This next round of mortgage information focuses on the USDA Loan, a type of home financing that is becoming increasingly popular in our rural areas around the country. The U.S. Department of Agriculture is responsible for the guidelines and guarantees of this loan through their Rural Development Mission. Since 2009, this program has helped more than 625,000 families purchase homes in areas outside urban epicenters, and that number increases tremendously each year.
The USDA Home Loan, like the FHA and VA loan, is not funded by the Department of Agriculture. Borrowers still receive their financing through approved local lenders, but their loans are partially backed by the government. The USDA guarantees the loans to promote economic development in rural areas, and while there are some specific guidelines to qualify for this type of financing, the benefits are well-worth any adjustments required.
Take a look at a few of the most attractive benefits of the USDA Loan:
- Loan terms are available at 15 or 30 year fixed rates.
- Credit requirements are not as stringent as conventional loans. Those with spotty credit history can still obtain financing.
- No maximum home price restriction. Your debt-to-income ratio determines a suitable price range for your new home.
- 100% financing available – No down payment required!
- Below-market interest rates and mortgage insurance premiums.
- Repair costs, closing costs, and lender fees can all be rolled into the loan.

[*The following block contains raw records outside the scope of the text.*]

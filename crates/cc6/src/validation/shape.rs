//! Dimension templates for shape checks.

use crate::cv::CvNode;
use crate::metadata::Dimension;

/// One expected dimension.
#[derive(Debug, Clone, PartialEq, Eq)]
pub struct DimensionSpec {
    /// Accepted names; the first is the canonical one.
    pub names: Vec<String>,
    /// Fixed size, or `None` for free-sized dimensions.
    pub size: Option<usize>,
}

impl DimensionSpec {
    fn named(name: impl Into<String>) -> Self {
        Self {
            names: vec![name.into()],
            size: None,
        }
    }

    fn accepts(&self, name: &str) -> bool {
        self.names.iter().any(|n| n == name)
    }

    fn label(&self) -> String {
        self.names.join("|")
    }
}

/// Expected dimension order and sizes of a variable.
#[derive(Debug, Clone, PartialEq, Eq)]
pub struct ShapeTemplate {
    pub dims: Vec<DimensionSpec>,
}

impl ShapeTemplate {
    /// Build a template from a CV node.
    ///
    /// - a set lists dimension names in netCDF order;
    /// - a map holds `dimensions` (set or whitespace-separated string) and an
    ///   optional `sizes` map of fixed sizes;
    /// - a leaf is a CMOR dimension string, see [`ShapeTemplate::from_cmor`].
    pub fn from_node(node: &CvNode, axes: &[&CvNode]) -> Result<Self, String> {
        match node {
            CvNode::Set(names) => Ok(Self {
                dims: names.iter().map(DimensionSpec::named).collect(),
            }),
            CvNode::Map(entries) => {
                let names: Vec<String> = match entries.get("dimensions") {
                    Some(CvNode::Set(names)) => names.clone(),
                    Some(CvNode::Leaf(text)) => {
                        text.split_whitespace().map(str::to_string).collect()
                    }
                    _ => return Err("template map has no 'dimensions' list".to_string()),
                };
                let sizes = entries.get("sizes");
                let mut dims = Vec::with_capacity(names.len());
                for name in names {
                    let size = match sizes.and_then(|s| s.child(&name)).and_then(CvNode::as_text) {
                        Some(text) => Some(text.trim().parse::<usize>().map_err(|_| {
                            format!("size '{}' of dimension '{}' is not an integer", text, name)
                        })?),
                        None => None,
                    };
                    dims.push(DimensionSpec {
                        names: vec![name],
                        size,
                    });
                }
                Ok(Self { dims })
            }
            CvNode::Leaf(text) => Ok(Self::from_cmor(text, axes)),
        }
    }

    /// Build a template from a CMOR `dimensions` string.
    ///
    /// CMOR lists axes in Fortran order (`longitude latitude time height2m`),
    /// so the list is reversed. Axis names are translated to their `out_name`
    /// through the `axes` maps (`axis_entry` of the coordinate and grid
    /// tables); scalar axes (those with a non-empty `value`) are dropped.
    /// Horizontal axes also accept any grid axis sharing their `axis` letter,
    /// so `rlat`/`rlon` satisfy `latitude`/`longitude`.
    pub fn from_cmor(dimensions: &str, axes: &[&CvNode]) -> Self {
        let mut dims = Vec::new();
        for axis_name in dimensions.split_whitespace().rev() {
            let entry = axes.iter().find_map(|map| map.child(axis_name));
            let Some(entry) = entry else {
                dims.push(DimensionSpec::named(axis_name));
                continue;
            };

            let is_scalar = entry
                .child("value")
                .and_then(CvNode::as_text)
                .map(|v| !v.trim().is_empty())
                .unwrap_or(false);
            if is_scalar {
                continue;
            }

            let out_name = entry
                .child("out_name")
                .and_then(CvNode::as_text)
                .unwrap_or(axis_name)
                .to_string();
            let mut names = vec![out_name];

            if let Some(letter) = entry.child("axis").and_then(CvNode::as_text) {
                if letter == "X" || letter == "Y" {
                    for map in axes {
                        for candidate in map.entries().into_iter().flat_map(|e| e.values()) {
                            let same_axis = candidate.child("axis").and_then(CvNode::as_text) == Some(letter);
                            if let Some(name) = candidate.child("out_name").and_then(CvNode::as_text) {
                                if same_axis && !names.iter().any(|n| n == name) {
                                    names.push(name.to_string());
                                }
                            }
                        }
                    }
                }
            }

            dims.push(DimensionSpec { names, size: None });
        }
        Self { dims }
    }

    /// Compare actual dimensions against the template.
    ///
    /// Unlimited dimensions and dimensions without a fixed size are exempt
    /// from the size comparison.
    pub fn mismatch(&self, actual: &[Dimension]) -> Option<String> {
        let order_ok = actual.len() == self.dims.len()
            && actual.iter().zip(&self.dims).all(|(a, spec)| spec.accepts(&a.name));
        if !order_ok {
            let got: Vec<&str> = actual.iter().map(|d| d.name.as_str()).collect();
            return Some(format!(
                "dimensions ({}) do not match expected ({})",
                got.join(", "),
                self.describe()
            ));
        }

        for (dim, spec) in actual.iter().zip(&self.dims) {
            if let Some(expected) = spec.size {
                if !dim.unlimited && dim.size != expected {
                    return Some(format!(
                        "dimension '{}' has size {}, expected {}",
                        dim.name, dim.size, expected
                    ));
                }
            }
        }
        None
    }

    /// Comma-separated rendering of the expected dimensions.
    pub fn describe(&self) -> String {
        self.dims
            .iter()
            .map(DimensionSpec::label)
            .collect::<Vec<_>>()
            .join(", ")
    }
}

#[cfg(test)]
mod tests {
    use super::*;
    use serde_json::json;

    fn node(value: serde_json::Value) -> CvNode {
        CvNode::from_json(&value).unwrap()
    }

    fn dims(spec: &[(&str, usize)]) -> Vec<Dimension> {
        spec.iter().map(|(n, s)| Dimension::new(*n, *s)).collect()
    }

    #[test]
    fn test_fixed_sizes_and_free_time() {
        let template = ShapeTemplate::from_node(
            &node(json!({"dimensions": ["time", "lat", "lon"], "sizes": {"lat": 192, "lon": 384}})),
            &[],
        )
        .unwrap();

        assert_eq!(template.mismatch(&dims(&[("time", 1), ("lat", 192), ("lon", 384)])), None);
        assert_eq!(template.mismatch(&dims(&[("time", 600), ("lat", 192), ("lon", 384)])), None);
        assert!(template.mismatch(&dims(&[("time", 1), ("lon", 384), ("lat", 192)])).is_some());
        assert!(template.mismatch(&dims(&[("time", 1), ("lat", 96), ("lon", 384)])).is_some());
    }

    #[test]
    fn test_cmor_string_reversed_and_scalar_dropped() {
        let coordinate = node(json!({
            "longitude": {"out_name": "lon", "axis": "X", "value": ""},
            "latitude": {"out_name": "lat", "axis": "Y", "value": ""},
            "time": {"out_name": "time", "axis": "T", "value": ""},
            "height2m": {"out_name": "height", "axis": "Z", "value": "2."}
        }));
        let grids = node(json!({
            "grid_longitude": {"out_name": "rlon", "axis": "X"},
            "grid_latitude": {"out_name": "rlat", "axis": "Y"}
        }));
        let template = ShapeTemplate::from_node(
            &CvNode::Leaf("longitude latitude time height2m".into()),
            &[&coordinate, &grids],
        )
        .unwrap();

        assert_eq!(template.describe(), "time, lat|rlat, lon|rlon");
        assert_eq!(template.mismatch(&dims(&[("time", 12), ("rlat", 412), ("rlon", 424)])), None);
        assert!(template.mismatch(&dims(&[("time", 12), ("rlon", 424), ("rlat", 412)])).is_some());
    }

    #[test]
    fn test_bad_size_is_error() {
        let err = ShapeTemplate::from_node(
            &node(json!({"dimensions": ["lat"], "sizes": {"lat": "many"}})),
            &[],
        )
        .unwrap_err();
        assert!(err.contains("lat"));
    }
}
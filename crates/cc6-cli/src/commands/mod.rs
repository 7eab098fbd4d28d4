//! CLI command implementations.

pub mod check;
pub mod checks;
pub mod rules;

use std::path::Path;

use cc6::{Cc6Error, RuleSet};

/// Load a rule set file, or the built-in rules when no path is given.
pub fn load_rules(path: Option<&Path>) -> Result<RuleSet, Cc6Error> {
    match path {
        Some(path) => {
            let json = std::fs::read_to_string(path).map_err(|source| Cc6Error::Io {
                path: path.to_path_buf(),
                source,
            })?;
            RuleSet::from_json_str(&json)
        }
        None => RuleSet::cordex_cmip6(),
    }
}
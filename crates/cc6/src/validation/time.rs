//! Time-axis helpers for frequency consistency and file chunking.

use chrono::{NaiveDate, NaiveDateTime};
use once_cell::sync::Lazy;
use regex::Regex;

use super::calendar::{Calendar, CalendarDateTime};

static UNITS_PATTERN: Lazy<Regex> = Lazy::new(|| {
    Regex::new(r"^\s*([A-Za-z]+)\s+since\s+(.+?)\s*$").expect("valid time units regex")
});
static POINT_SAMPLING: Lazy<Regex> =
    Lazy::new(|| Regex::new(r"time: point").expect("valid cell_methods regex"));
static AGGREGATE_SAMPLING: Lazy<Regex> = Lazy::new(|| {
    Regex::new(r"time: (maximum|minimum|mean|sum)").expect("valid cell_methods regex")
});

const HOUR: f64 = 3600.0;
const DAY: f64 = 86400.0;

/// Accepted time-step range for a frequency, in seconds.
#[derive(Debug, Clone, Copy, PartialEq)]
pub struct SpacingTolerance {
    pub min_seconds: f64,
    pub max_seconds: f64,
}

impl SpacingTolerance {
    /// Whether a step length is inside the range.
    pub fn accepts(&self, seconds: f64) -> bool {
        seconds >= self.min_seconds && seconds <= self.max_seconds
    }
}

/// Tolerated time-step range for a CMOR frequency.
///
/// `None` for unknown frequencies and for `fx`, which has no time axis.
pub fn spacing_tolerance(frequency: &str) -> Option<SpacingTolerance> {
    let (min, max) = match frequency {
        "1hr" => (0.9 * HOUR, 1.1 * HOUR),
        "3hr" => (2.9 * HOUR, 3.1 * HOUR),
        "6hr" => (5.9 * HOUR, 6.1 * HOUR),
        "day" => (0.9 * DAY, 1.1 * DAY),
        "mon" => (27.5 * DAY, 31.5 * DAY),
        "yr" => (359.9 * DAY, 366.1 * DAY),
        _ => return None,
    };
    Some(SpacingTolerance {
        min_seconds: min,
        max_seconds: max,
    })
}

/// Parsed CF time units (`<unit> since <reference>`).
#[derive(Debug, Clone, PartialEq)]
pub struct TimeUnits {
    /// Seconds per unit step.
    pub seconds_per_unit: f64,
    /// Reference epoch.
    pub reference: NaiveDateTime,
}

/// Parse CF time units such as `days since 1949-12-01 00:00:00`.
pub fn parse_time_units(units: &str) -> Result<TimeUnits, String> {
    let captures = UNITS_PATTERN
        .captures(units)
        .ok_or_else(|| format!("time units '{}' are not of the form '<unit> since <date>'", units))?;

    let seconds_per_unit = match captures[1].to_lowercase().as_str() {
        "days" | "day" | "d" => DAY,
        "hours" | "hour" | "hr" | "h" => HOUR,
        "minutes" | "minute" | "min" => 60.0,
        "seconds" | "second" | "sec" | "s" => 1.0,
        other => return Err(format!("unsupported time unit '{}'", other)),
    };

    let reference = parse_reference(&captures[2])
        .ok_or_else(|| format!("cannot parse reference date '{}'", &captures[2]))?;

    Ok(TimeUnits {
        seconds_per_unit,
        reference,
    })
}

impl TimeUnits {
    /// The time stamp of a coordinate value on `calendar`, rounded to the
    /// second. `None` when the value is not finite or leaves the calendar.
    pub fn datetime(&self, calendar: Calendar, value: f64) -> Option<CalendarDateTime> {
        let offset = value * self.seconds_per_unit;
        if !offset.is_finite() {
            return None;
        }
        let reference = calendar.seconds(&CalendarDateTime::from_naive(&self.reference))?;
        calendar.datetime(reference.checked_add(offset.round() as i64)?)
    }
}

fn parse_reference(text: &str) -> Option<NaiveDateTime> {
    let text = text.trim().trim_end_matches('Z').trim_end_matches(" UTC");
    for format in [
        "%Y-%m-%d %H:%M:%S",
        "%Y-%m-%dT%H:%M:%S",
        "%Y-%m-%d %H:%M:%S%.f",
        "%Y-%m-%d %H:%M",
    ] {
        if let Ok(dt) = NaiveDateTime::parse_from_str(text, format) {
            return Some(dt);
        }
    }
    NaiveDate::parse_from_str(text, "%Y-%m-%d")
        .ok()
        .and_then(|d| d.and_hms_opt(0, 0, 0))
}

/// First step (index, seconds) outside the tolerance, if any.
pub fn first_irregular_step(
    values: &[f64],
    units: &TimeUnits,
    tolerance: &SpacingTolerance,
) -> Option<(usize, f64)> {
    values
        .windows(2)
        .enumerate()
        .map(|(i, w)| (i + 1, (w[1] - w[0]) * units.seconds_per_unit))
        .find(|(_, seconds)| !tolerance.accepts(*seconds))
}

/// How a variable samples time, read from its `cell_methods`.
#[derive(Debug, Clone, Copy, PartialEq, Eq)]
pub enum TimeSampling {
    /// Instantaneous values (`time: point`).
    Point,
    /// Values aggregated over each step (`time: mean`, `maximum`, `minimum`
    /// or `sum`), stamped at the middle of the step.
    Aggregate,
}

impl TimeSampling {
    /// `None` when `cell_methods` names no time sampling.
    pub fn from_cell_methods(cell_methods: &str) -> Option<Self> {
        if POINT_SAMPLING.is_match(cell_methods) {
            Some(TimeSampling::Point)
        } else if AGGREGATE_SAMPLING.is_match(cell_methods) {
            Some(TimeSampling::Aggregate)
        } else {
            None
        }
    }
}

/// Full simulation years one file holds at a frequency.
///
/// `None` for frequencies without a chunking convention.
pub fn chunk_years(frequency: &str) -> Option<i64> {
    match frequency {
        "1hr" => Some(1),
        "day" => Some(5),
        "mon" => Some(10),
        _ => None,
    }
}

fn nominal_step_seconds(frequency: &str) -> Option<i64> {
    match frequency {
        "1hr" => Some(3600),
        "day" => Some(86_400),
        "mon" => Some(31 * 86_400),
        _ => None,
    }
}

/// First and last time stamps a complete file should carry.
#[derive(Debug, Clone, Copy, PartialEq, Eq)]
pub struct ChunkBounds {
    pub start: CalendarDateTime,
    pub end: CalendarDateTime,
}

/// Expected bounds of a file starting in `first_year`.
///
/// The file spans [`chunk_years`] whole years from January 1 of
/// `first_year`. Point samples run from the start of the first step to the
/// start of the last one; aggregates are stamped half a nominal step inside
/// both ends (half a day less for monthly data on a `360_day` calendar,
/// whose months are 30 days).
pub fn expected_chunk(
    calendar: Calendar,
    frequency: &str,
    sampling: TimeSampling,
    first_year: i64,
) -> Option<ChunkBounds> {
    let years = chunk_years(frequency)?;
    let step = nominal_step_seconds(frequency)?;
    let offset = if calendar == Calendar::Day360 && frequency == "mon" {
        12 * 3600
    } else {
        0
    };

    let mut start = calendar.seconds(&CalendarDateTime::date(first_year, 1, 1))?;
    let mut end = calendar.seconds(&CalendarDateTime::date(first_year + years, 1, 1))?;
    match sampling {
        TimeSampling::Point => end -= step - 2 * offset,
        TimeSampling::Aggregate => {
            start += step / 2 - offset;
            end -= step / 2 - offset;
        }
    }

    Some(ChunkBounds {
        start: calendar.datetime(start)?,
        end: calendar.datetime(end)?,
    })
}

Another major plus associated with the USDA Loan is that is allows financing for many types of properties. Borrowers can receive financing to purchase a new or existing site-built home, a modular home, a planned unit development, a condominium, and a brand new manufactured home. These options give home buyers many options, which is helpful in some rural areas with limited housing selections.
These look like outstanding financing benefits, don’t they? One caveat of the USDA loan is that the property being financed must be located in an area that is USDA-eligible. Generally a listing agent will note whether a property is USDA eligible when it goes on the market, but as a buyer, do your due diligence and check this site to find out if the property is in a USDA region.
While this information covers the USDA Home Loan (the Guaranteed Loan), there is another USDA financing option that might be of interest as well, called the USDA Direct Loan. The USDA Direct Loan is actually financed by the U.S. Government through the Department of Agriculture. It has essentially the same benefits as the USDA Home Loan, but the Direct Loan is intended for low-income borrowers and has some additional qualifying guidelines. One major difference? The Direct Loan has term options from 33-38 years, allowing borrowers to pay down the loan over a longer period of time with lower payments. Should the homeowner increase income over time, he or she can pay that mortgage down more quickly. To secure a USDA Direct Loan, borrowers must provide proof of income and validate that they were not able to receive financing through a traditional mortgage loan. There are income standards with the USDA Direct Loan, and because of this stipulation, there may be added limits on the loan amount and type of property purchased. These specifics should be discussed with a representative from the USDA.
The USDA Loan options are tremendous ways for those living in rural areas to obtain suitable housing. More and more communities across the country are “building out” creating new neighborhoods and towns outside large cities that are attractive, safe communities for homeowners. Your local loan officer can help you get started if you are interested in looking into the USDA Loan.